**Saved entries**
^^^^^^^^^^^^^^^^

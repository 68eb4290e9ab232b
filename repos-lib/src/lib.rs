mod error;
mod fetch_request;
mod filter;
mod logging_middleware;
mod object_model;
mod page_cursor;
mod repos_client;
mod result;

pub use self::error::ReposError;
pub use self::fetch_request::{FetchRequest, IdentityKind};
pub use self::filter::RepoFilter;
pub use self::logging_middleware::LoggingMiddleware;
pub use self::object_model::Repository;
pub use self::page_cursor::{PageCursor, PER_PAGE};
pub use self::repos_client::{ClientOptions, ReposClient, DEFAULT_USER_AGENT};
pub use self::result::ReposResult;
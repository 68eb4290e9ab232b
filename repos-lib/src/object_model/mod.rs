mod repo;

pub use self::repo::Repository;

^^^^^^^^^^^^^^^^

Retype each entry without altering a single word.

**RESPONSE AREA**
repository 68eb4290e9ab232b
filename repos-lib/src/lib.rs
mod error;
mod fetch_request;
mod filter;
mod logging_middleware;
mod object_model;
mod page_cursor;
mod repos_client;
mod result;

pub use self::error::ReposError;
pub use self::fetch_request::{FetchRequest, IdentityKind};
pub use self::filter::RepoFilter;
pub use self::logging_middleware::LoggingMiddleware;
pub use self::object_model::Repository;
pub use self::page_cursor::{PageCursor, PER_PAGE};
pub use self::repos_client::{ClientOptions, ReposClient, DEFAULT_USER_AGENT};
pub use self::result::ReposResult;
repository 68eb4290e9ab232b
filename repos-lib/src/object_model/mod.rs
mod repo;

pub use self::repo::Repository;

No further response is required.